An immunohistochemical study of the expression of the secretory component (SC) in human mammary gland epithelium at various stages of differentiation, as well as in benign and malignant breast tumours, was undertaken using three mouse monoclonal antibodies. Antibody RICEO-SC-05 (SC-05), raised against a partially purified preparation of human SC, and reacting with a reduction-resistant epitope present in both free and polymeric immunoglobulin-bound SC, was compared in immunoperoxidase and immunofluorescence studies on a diverse range of normal tissues, to 2 reference anti-SC antibodies (LICR-LONLC28 and RICEO-MFG-12). All three antibodies reacted with secretory epithelia only, consistent with known patterns of expression of SC in tissues, although there was an unexpected reaction by all anti-SC antibodies with some Hassal's corpuscles of the thymus. Staining patterns seen in the normal resting, pregnant, lactating and regressing (after weaning) breast provide evidence for differentiation-associated changes in the production of SC, and support the concept of terminal ductal lobular units (TDLUs) as functional compartments of the mammary gland. SC was detected in all but one benign breast lesion (n = 53) as compared to only 24% positive cases with heterogeneous expression of SC found among 176 primary and metastatic breast carcinomas examined.
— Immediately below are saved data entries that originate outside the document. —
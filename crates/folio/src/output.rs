//! Colored terminal output utilities.

use console::{Style, Term};

/// Terminal output formatter.
///
/// Writes to stderr so command results on stdout stay pipeable.
pub(crate) struct Output {
    term: Term,
    success: Style,
    error: Style,
    detail: Style,
}

impl Output {
    #[must_use]
    pub(crate) fn new() -> Self {
        Self {
            term: Term::stderr(),
            success: Style::new().green(),
            error: Style::new().red().bold(),
            detail: Style::new().dim(),
        }
    }

    /// Plain status line.
    pub(crate) fn info(&self, msg: &str) {
        self.line(msg);
    }

    pub(crate) fn success(&self, msg: &str) {
        self.line(&self.success.apply_to(msg).to_string());
    }

    pub(crate) fn error(&self, msg: &str) {
        self.line(&self.error.apply_to(msg).to_string());
    }

    /// Indented secondary line.
    pub(crate) fn detail(&self, msg: &str) {
        self.line(&self.detail.apply_to(format!("  {msg}")).to_string());
    }

    fn line(&self, text: &str) {
        // Nothing useful to do if stderr is gone.
        let _ = self.term.write_line(text);
    }
}
//! Selection-preserving text transforms.
//!
//! [`apply`] is a pure function of a buffer and an operation. It is defined for
//! every valid selection, including a caret.

use crate::operation::{Operation, WrapSelection};
use crate::selection::{SelectionRange, TextBuffer};

/// Horizontal rule block inserted at the caret.
pub const HORIZONTAL_RULE: &str = "\n---\n";

/// Apply `operation` to `buffer`, returning the new buffer.
///
/// # Example
///
/// ```
/// use folio_editor::{Operation, SelectionRange, TextBuffer, apply};
///
/// let buffer = TextBuffer::new("hello world").with_selection(0..5);
/// let next = apply(&buffer, &Operation::bold());
/// assert_eq!(next.text(), "**hello** world");
/// assert_eq!(next.selection(), SelectionRange::new(2, 7));
/// ```
#[must_use]
pub fn apply(buffer: &TextBuffer, operation: &Operation) -> TextBuffer {
    let selection = buffer.selection();

    match operation {
        Operation::WrapInline {
            before,
            after,
            select,
        } => {
            let replacement = format!("{before}{}{after}", buffer.selected_text());
            let inner_start = selection.start() + before.chars().count();
            let next = match *select {
                WrapSelection::Wrapped => {
                    SelectionRange::new(inner_start, inner_start + selection.len())
                }
                WrapSelection::InAfter { offset, len } => {
                    let start = inner_start + selection.len() + offset;
                    SelectionRange::new(start, start + len)
                }
            };
            buffer.splice(selection, &replacement, next)
        }
        Operation::Heading(level) => {
            let prefix = level.prefix();
            let caret = selection.start() + prefix.chars().count() + selection.len();
            buffer.splice(
                SelectionRange::caret(selection.start()),
                &prefix,
                SelectionRange::caret(caret),
            )
        }
        Operation::HorizontalRule => replace_selection(buffer, HORIZONTAL_RULE),
        Operation::List(kind) => replace_selection(buffer, &kind.apply(buffer.selected_text())),
        Operation::Image { directive, url } => {
            replace_selection(buffer, &directive.to_markdown(url))
        }
    }
}

/// Replace the selection and put the caret after the replacement.
fn replace_selection(buffer: &TextBuffer, replacement: &str) -> TextBuffer {
    let selection = buffer.selection();
    let caret = selection.start() + replacement.chars().count();
    buffer.splice(selection, replacement, SelectionRange::caret(caret))
}
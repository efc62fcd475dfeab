//! Editor session: the buffer, its preview and change notification.

use std::fmt;

use folio_content::{ContentError, ContentService, ImageUpload, UploadedImage};
use folio_renderer::directive::{Align, DirectiveFeatures, ImageDirective};
use folio_renderer::{PreviewRenderer, RenderResult};

use crate::error::EditorError;
use crate::operation::Operation;
use crate::selection::{SelectionRange, TextBuffer};
use crate::transform;

/// Callback invoked after every change with the new buffer and preview.
pub type ChangeCallback = Box<dyn FnMut(&TextBuffer, &RenderResult)>;

/// Image insertion waiting for the content service.
///
/// Holds the dialog values only. The insertion position is decided when the
/// request is resolved, so edits made while the upload is in flight are kept.
#[derive(Clone, Debug, PartialEq, Eq)]
pub struct ImageRequest {
    alt: String,
    scale: i64,
    caption: String,
    align: Align,
}

impl ImageRequest {
    /// Build a request from raw dialog values.
    #[must_use]
    pub fn new(alt: &str, scale: i64, caption: &str, align: Align) -> Self {
        Self {
            alt: alt.to_owned(),
            scale,
            caption: caption.to_owned(),
            align,
        }
    }

    /// Directive to insert. Blank alt text takes the placeholder from
    /// `features`.
    #[must_use]
    pub fn directive(&self, features: &DirectiveFeatures) -> ImageDirective {
        ImageDirective::new_with(
            &self.alt,
            self.scale,
            &self.caption,
            self.align,
            &features.placeholder_alt,
        )
    }
}

/// A markdown editing session.
///
/// Every transform, raw edit, selection change and resolved image replaces
/// the buffer, re-renders the preview and notifies the change callback. Each
/// method takes `&mut self`, so two edits never interleave.
pub struct EditorSession {
    buffer: TextBuffer,
    renderer: PreviewRenderer,
    preview: RenderResult,
    on_change: Option<ChangeCallback>,
}

impl EditorSession {
    /// Create a session and render the initial preview.
    #[must_use]
    pub fn new(buffer: TextBuffer, renderer: PreviewRenderer) -> Self {
        let preview = renderer.render(buffer.text());
        Self {
            buffer,
            renderer,
            preview,
            on_change: None,
        }
    }

    /// Register the change callback.
    #[must_use]
    pub fn with_on_change(
        mut self,
        on_change: impl FnMut(&TextBuffer, &RenderResult) + 'static,
    ) -> Self {
        self.on_change = Some(Box::new(on_change));
        self
    }

    #[must_use]
    pub fn buffer(&self) -> &TextBuffer {
        &self.buffer
    }

    /// Preview of the current buffer.
    #[must_use]
    pub fn preview(&self) -> &RenderResult {
        &self.preview
    }

    /// Apply a toolbar operation at the current selection.
    pub fn apply(&mut self, operation: &Operation) {
        let next = transform::apply(&self.buffer, operation);
        tracing::debug!(
            operation = operation.name(),
            start = next.selection().start(),
            end = next.selection().end(),
            "Applied operation"
        );
        self.commit(next);
    }

    /// Apply a toolbar action by name.
    pub fn run_action(&mut self, name: &str, level: Option<u8>) -> Result<(), EditorError> {
        let operation = Operation::from_name(name, level)?;
        self.apply(&operation);
        Ok(())
    }

    /// Replace the whole text, as after raw typing.
    pub fn replace_text(&mut self, text: &str, selection: impl Into<SelectionRange>) {
        self.commit(TextBuffer::new(text).with_selection(selection));
    }

    /// Move the selection without changing the text.
    pub fn select(&mut self, selection: impl Into<SelectionRange>) {
        self.buffer = self.buffer.clone().with_selection(selection);
        self.notify();
    }

    /// Insert an image from the gallery at the current selection.
    pub fn insert_image_url(&mut self, request: &ImageRequest, url: &str) {
        self.apply(&Operation::Image {
            directive: request.directive(self.renderer.features()),
            url: url.to_owned(),
        });
    }

    /// Apply the outcome of an upload started for `request`.
    ///
    /// The image lands at the selection current now, not the one from when
    /// the upload began. On failure the buffer is left untouched.
    pub fn resolve_image(
        &mut self,
        request: &ImageRequest,
        outcome: Result<UploadedImage, ContentError>,
    ) -> Result<(), EditorError> {
        match outcome {
            Ok(image) => {
                tracing::info!(url = %image.url, "Inserting uploaded image");
                self.insert_image_url(request, &image.url);
                Ok(())
            }
            Err(err) => {
                tracing::warn!(error = %err, "Image upload failed");
                Err(err.into())
            }
        }
    }

    /// Upload through `service` and insert the result.
    pub fn upload_image(
        &mut self,
        service: &dyn ContentService,
        upload: &ImageUpload,
        request: &ImageRequest,
    ) -> Result<(), EditorError> {
        let outcome = service.upload_image(upload);
        self.resolve_image(request, outcome)
    }

    fn commit(&mut self, buffer: TextBuffer) {
        self.preview = self.renderer.render(buffer.text());
        self.buffer = buffer;
        self.notify();
    }

    fn notify(&mut self) {
        if let Some(on_change) = self.on_change.as_mut() {
            on_change(&self.buffer, &self.preview);
        }
    }
}

impl fmt::Debug for EditorSession {
    fn fmt(&self, f: &mut fmt::Formatter<'_>) -> fmt::Result {
        f.debug_struct("EditorSession")
            .field("buffer", &self.buffer)
            .field("renderer", &self.renderer)
            .field("preview", &self.preview)
            .finish_non_exhaustive()
    }
}
//! Content service abstraction.
//!
//! [`ContentService`] is the seam between the editor and the backend that
//! stores images, tags and pages. Transports decode responses with
//! [`crate::wire`] and map failures to [`ContentError`].

use crate::error::ContentError;
use crate::model::{ImageRef, ImageUpload, Page, Tag, UploadedImage};

/// Content service consumed by the editor.
///
/// Implementations talk to whatever backend stores images and pages. All
/// calls are request/response; the caller decides when to apply results.
pub trait ContentService: Send + Sync {
    /// Upload an image and return its public URL.
    ///
    /// # Errors
    ///
    /// Returns [`ContentError`] when the upload is refused or fails. No
    /// partial result is ever returned.
    fn upload_image(&self, upload: &ImageUpload) -> Result<UploadedImage, ContentError>;

    /// List images available for insertion.
    ///
    /// # Errors
    ///
    /// Returns [`ContentError`] if the listing cannot be fetched.
    fn list_images(&self) -> Result<Vec<ImageRef>, ContentError>;

    /// List all tags.
    ///
    /// # Errors
    ///
    /// Returns [`ContentError`] if the listing cannot be fetched.
    fn list_tags(&self) -> Result<Vec<Tag>, ContentError>;

    /// List all pages with their tags.
    ///
    /// # Errors
    ///
    /// Returns [`ContentError`] if the listing cannot be fetched.
    fn list_pages(&self) -> Result<Vec<Page>, ContentError>;
}
//! Page filtering by tag.

use std::collections::BTreeSet;

use crate::model::{Page, TagId};

/// How active tags combine.
#[derive(Clone, Copy, Debug, Default, PartialEq, Eq)]
pub enum FilterMode {
    /// Page must carry every active tag.
    And,
    /// Page must carry at least one active tag.
    #[default]
    Or,
}

/// Tag filter over the page list.
///
/// With no active tags every page matches.
///
/// # Example
///
/// ```
/// use folio_content::{FilterMode, TagFilter};
///
/// let mut filter = TagFilter::new();
/// filter.toggle(1);
/// filter.toggle(2);
/// filter.set_mode(FilterMode::And);
/// assert_eq!(filter.active().len(), 2);
/// ```
#[derive(Clone, Debug, Default, PartialEq, Eq)]
pub struct TagFilter {
    active: BTreeSet<TagId>,
    mode: FilterMode,
}

impl TagFilter {
    /// Create a filter with no active tags in `Or` mode.
    #[must_use]
    pub fn new() -> Self {
        Self::default()
    }

    /// Activate the tag if inactive, deactivate it otherwise.
    ///
    /// Returns whether the tag is active afterwards.
    pub fn toggle(&mut self, tag_id: TagId) -> bool {
        if self.active.remove(&tag_id) {
            false
        } else {
            self.active.insert(tag_id);
            true
        }
    }

    /// Deactivate all tags.
    pub fn clear(&mut self) {
        self.active.clear();
    }

    /// Set how active tags combine.
    pub fn set_mode(&mut self, mode: FilterMode) {
        self.mode = mode;
    }

    #[must_use]
    pub fn mode(&self) -> FilterMode {
        self.mode
    }

    #[must_use]
    pub fn active(&self) -> &BTreeSet<TagId> {
        &self.active
    }

    /// Whether the page passes the filter.
    #[must_use]
    pub fn matches(&self, page: &Page) -> bool {
        if self.active.is_empty() {
            return true;
        }
        match self.mode {
            FilterMode::And => self.active.iter().all(|&id| page.has_tag(id)),
            FilterMode::Or => self.active.iter().any(|&id| page.has_tag(id)),
        }
    }

    /// Pages passing the filter, in input order.
    #[must_use]
    pub fn filter<'p>(&self, pages: &'p [Page]) -> Vec<&'p Page> {
        pages.iter().filter(|page| self.matches(page)).collect()
    }
}
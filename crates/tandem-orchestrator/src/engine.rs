// Orchestrator Engine
// Drives one run through planning, approval, parallel task execution and its
// terminal state. All public entry points are safe to call from any task.

use std::collections::HashMap;
use std::sync::Arc;
use std::time::Duration;

use chrono::Utc;
use serde::{Deserialize, Serialize};
use tokio::sync::{broadcast, watch, Mutex, Notify, RwLock};
use tokio::task::JoinSet;
use tokio_util::sync::CancellationToken;
use tracing::Level;
use uuid::Uuid;

use tandem_observability::{
    emit_event as emit_obs_event, scrub_secrets, ObservabilityEvent, ProcessKind,
};

use crate::agents::{
    estimate_tokens, AgentPrompts, Generation, GenerationRequest, Generator, PlannerConstraints,
    ResearcherConstraints, RoleTemplate, ToolCall,
};
use crate::budget::{BudgetController, BudgetExceeded, BudgetKind, BudgetLedger, BudgetStatus, FixLoopBudget};
use crate::config::{CompletionPolicy, OrchestratorConfig};
use crate::error::{OrchestratorError, Result};
use crate::events::EventBus;
use crate::locks::ResourceLimits;
use crate::policy::{PolicyAction, PolicyGate, RequestedAction};
use crate::scheduler::TaskScheduler;
use crate::secrets::{redact_secret_fields, scrub_prompt, SecretStore};
use crate::staging::{
    content_hash, ApprovalRecord, BatchOutcome, OperationExecutor, OperationKind, StagedOperation,
    StagingStore,
};
use crate::store::ArtifactStore;
use crate::types::{
    AgentRole, ApprovalScope, Artifact, ArtifactType, OrchestratorEvent, Run, RunEventRecord,
    RunSnapshot, RunStatus, Task, TaskState, ValidationResult,
};
use crate::workspace::Workspace;

#[cfg(test)]
type TestTaskExecutor =
    Arc<dyn Fn(RunEngine, Task) -> futures::future::BoxFuture<'static, Result<()>> + Send + Sync>;

/// Everything a reviewer needs to approve a plan. Approving binds to exactly
/// this content and these operations.
#[derive(Debug, Clone, Serialize, Deserialize)]
pub struct PlanReview {
    pub run_id: String,
    pub content: String,
    pub tasks: Vec<Task>,
    pub operations: Vec<StagedOperation>,
    pub content_hash: String,
}

impl PlanReview {
    pub fn operation_ids(&self) -> Vec<String> {
        self.operations.iter().map(|op| op.id.clone()).collect()
    }
}

enum StopReason {
    Cancelled,
    Paused,
    Budget(BudgetExceeded),
}

/// What a builder attempt did to the workspace
#[derive(Default)]
struct ChangeSet {
    lines: Vec<String>,
    patch: String,
}

impl ChangeSet {
    fn record(&mut self, operation: &StagedOperation, disposition: &str) {
        self.lines
            .push(format!("- {} ({})", scrub_secrets(&operation.diff_summary()), disposition));
        self.patch.push_str(&operation.render_patch());
    }

    fn summary(&self) -> String {
        if self.lines.is_empty() {
            "No file changes were made.".to_string()
        } else {
            self.lines.join("\n")
        }
    }
}

/// Engine for one orchestration run
#[derive(Clone)]
pub struct RunEngine {
    run_id: String,
    config: Arc<OrchestratorConfig>,
    run: Arc<RwLock<Run>>,
    budget: Arc<Mutex<BudgetController>>,
    gate: Arc<PolicyGate>,
    staging: Arc<StagingStore>,
    workspace: Workspace,
    limits: Arc<ResourceLimits>,
    store: Arc<ArtifactStore>,
    bus: EventBus,
    generator: Arc<dyn Generator>,
    secrets: Arc<dyn SecretStore>,
    cancel_token: CancellationToken,
    pause_tx: Arc<watch::Sender<bool>>,
    /// Last assigned event sequence number; also serializes emission
    event_seq: Arc<Mutex<u64>>,
    /// Held by whichever call is currently driving planning or execution
    drive_lock: Arc<Mutex<()>>,
    /// Policy refusals per task, fed back into the next builder prompt
    restrictions: Arc<Mutex<HashMap<String, Vec<String>>>>,
    /// Staged writes a reviewer unstaged or rejected, keyed by proposing task
    withdrawn: Arc<Mutex<HashMap<String, Vec<String>>>>,
    /// Wakes the execution loop when staged operations are executed or withdrawn
    staged_release: Arc<Notify>,
    process: ProcessKind,
    #[cfg(test)]
    test_task_executor: Option<TestTaskExecutor>,
}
In a series of 40 primary breast carcinomas and their corresponding lymph node metastases, a good overall correlation was found between the expression of SC in the matched specimens; aside from 3 heterogeneously SC-positive carcinomas whose metastatic counterparts were SC-negative. Our results demonstrate a potential application for monoclonal antibodies to SC in the study of human mammary gland differentiation, but suggest that the value of an assay for SC in the diagnosis of breast carcinomas is questionable due to the generally low expression of SC by either primary or metastatic breast lesions.